Salam dari Rumah
Dunia #1:

EMAK, TANAH, PILPRES,
FACEBOOK, DAN PUISI

 Oleh Gola Gong


“Jika politik kotor, puisilah yang membersihkannya!’  (John F Kennedy, mantan 
Presiden Amerika yang terbunuh)



***



Rumah emakku persis di belakang panggung Rumah Dunia. Tadi sore (Senin,
8 Juni) aku duduk di teras rumah Emak. Di depan rumah Emak ada jalan
kecil seluas 2,5. Persis di seberangnya ada tanah kosong milik
penduduk. Nah, setelah tanah kavling itulah terbentang tanah yang
sedang Rumah Dunia incar, seluas 2873 m2. Persis di depan jalanan
kampong Ciloang. Andai tanah itu berhasil kami bebaskan, di atasnya
akan kami bangun WC umum untuk warga yang masih memanfaatkan irigasi
untuk nyuci dan buang hajat, gedung kesenian, hedung perpustakaan, kios
jajanan kampong, ruang pameran, lapangan basket.



BERUNTUNG

“Sudah berapa meter?” Tanya Emak. yang selalu kangen kepada Bapak. Di
sela-sela itu, Emak sering merindukan Bapak yang wafat Desember 2007,
duduk di sore hari menikmati kicauan burung, persis seperti yang kami
lakukan sore itu.



“Sudah 525 meter persegi, Mak…”

“Subhanallah. Kamu beruntung, orang-orang percaya sama kamu. Bersyukurlah kamu 
kepada Allah…”

Ya. Aku beruntung. Setiap saat pula aku bersyukur atas apa yang sudah
Allah berikan. Aku bercerita kepada Emak, sejak proyek tanah ini
digulirkan 20 April lalu, tanah seluas 2873 meter persegi seolah mimpi
yang berada di langit. Sulit kami jangkau. Seperti tidak mungkin.

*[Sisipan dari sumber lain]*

// Licensed to the Apache Software Foundation (ASF) under one
// or more contributor license agreements.  See the NOTICE file
// distributed with this work for additional information
// regarding copyright ownership.  The ASF licenses this file
// to you under the Apache License, Version 2.0 (the
// "License"); you may not use this file except in compliance
// with the License.  You may obtain a copy of the License at
//
//   http://www.apache.org/licenses/LICENSE-2.0
//
// Unless required by applicable law or agreed to in writing,
// software distributed under the License is distributed on an
// "AS IS" BASIS, WITHOUT WARRANTIES OR CONDITIONS OF ANY
// KIND, either express or implied.  See the License for the
// specific language governing permissions and limitations
// under the License.

//! Bounded-memory estimation of the heaviest keys in a weighted stream.
//!
//! The [`heavy_hitters`] module provides [`TopKSketch`](heavy_hitters::TopKSketch), an
//! implementation of the Filtered Space-Saving algorithm with mergeable state and a
//! portable binary format.

#![deny(missing_docs)]

mod codec;

pub mod error;
pub mod hash;
pub mod heavy_hitters;
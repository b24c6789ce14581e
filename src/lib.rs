pub mod agent;
pub mod error;
pub mod game_repr;

pub use error::{ConfigError, EngineError, FenError, MoveError};

use game_repr::{Color, Move, MoveList, PieceKind, Position, Promotion, UndoRecord};

/// Pseudo-legal moves for `side`, promotions left `Undecided`
pub fn legal_moves(pos: &Position, side: Color) -> MoveList {
    pos.generate_moves(side)
}

/// Play a move coming from outside the engine (a front end, a script).
///
/// The move is matched against the generated moves of the side to move by
/// origin and destination, so only `from`, `to` and `promotion` need to be
/// filled in. A promotion may be resolved right away with
/// `Promotion::To(kind)` or left `Undecided` and settled later through
/// [`Position::promote`].
pub fn apply_move(pos: &mut Position, mv: &Move) -> Result<UndoRecord, MoveError> {
    let piece = pos.piece_at(mv.from).ok_or(MoveError::NoPieceAt(mv.from))?;
    let not_available = || MoveError::NotPseudoLegal {
        mv: *mv,
        side: pos.side_to_move,
    };
    if piece.color != pos.side_to_move {
        return Err(not_available());
    }

    let generated = pos
        .piece_moves(mv.from)
        .into_iter()
        .find(|m| m.same_squares(mv))
        .ok_or_else(not_available)?;

    let resolved = match (generated.promotion, mv.promotion) {
        (Some(_), Some(Promotion::To(kind))) => {
            if matches!(kind, PieceKind::King | PieceKind::Pawn) {
                return Err(MoveError::BadPromotion(kind));
            }
            generated.with_promotion(kind)
        }
        (None, Some(_)) => return Err(not_available()),
        _ => generated,
    };

    Ok(pos.apply(&resolved))
}

/// Take back a move played with [`apply_move`], using the record it returned
pub fn undo_move(pos: &mut Position, mv: &Move, undo: UndoRecord) {
    pos.unmake(mv, undo);
}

“Kita serahkan semuanya kepada Allah,” kataku kepada para relawan.
“Kita punya niat baik. Percayalah, orang baik ada di mana-mana. Dan
yang menyumbang kepada Rumah Dunia, adalah orang yans betul-betul
terpilih. Allah yang mengerakkan hati mereka. Betul-betul ikhlas.”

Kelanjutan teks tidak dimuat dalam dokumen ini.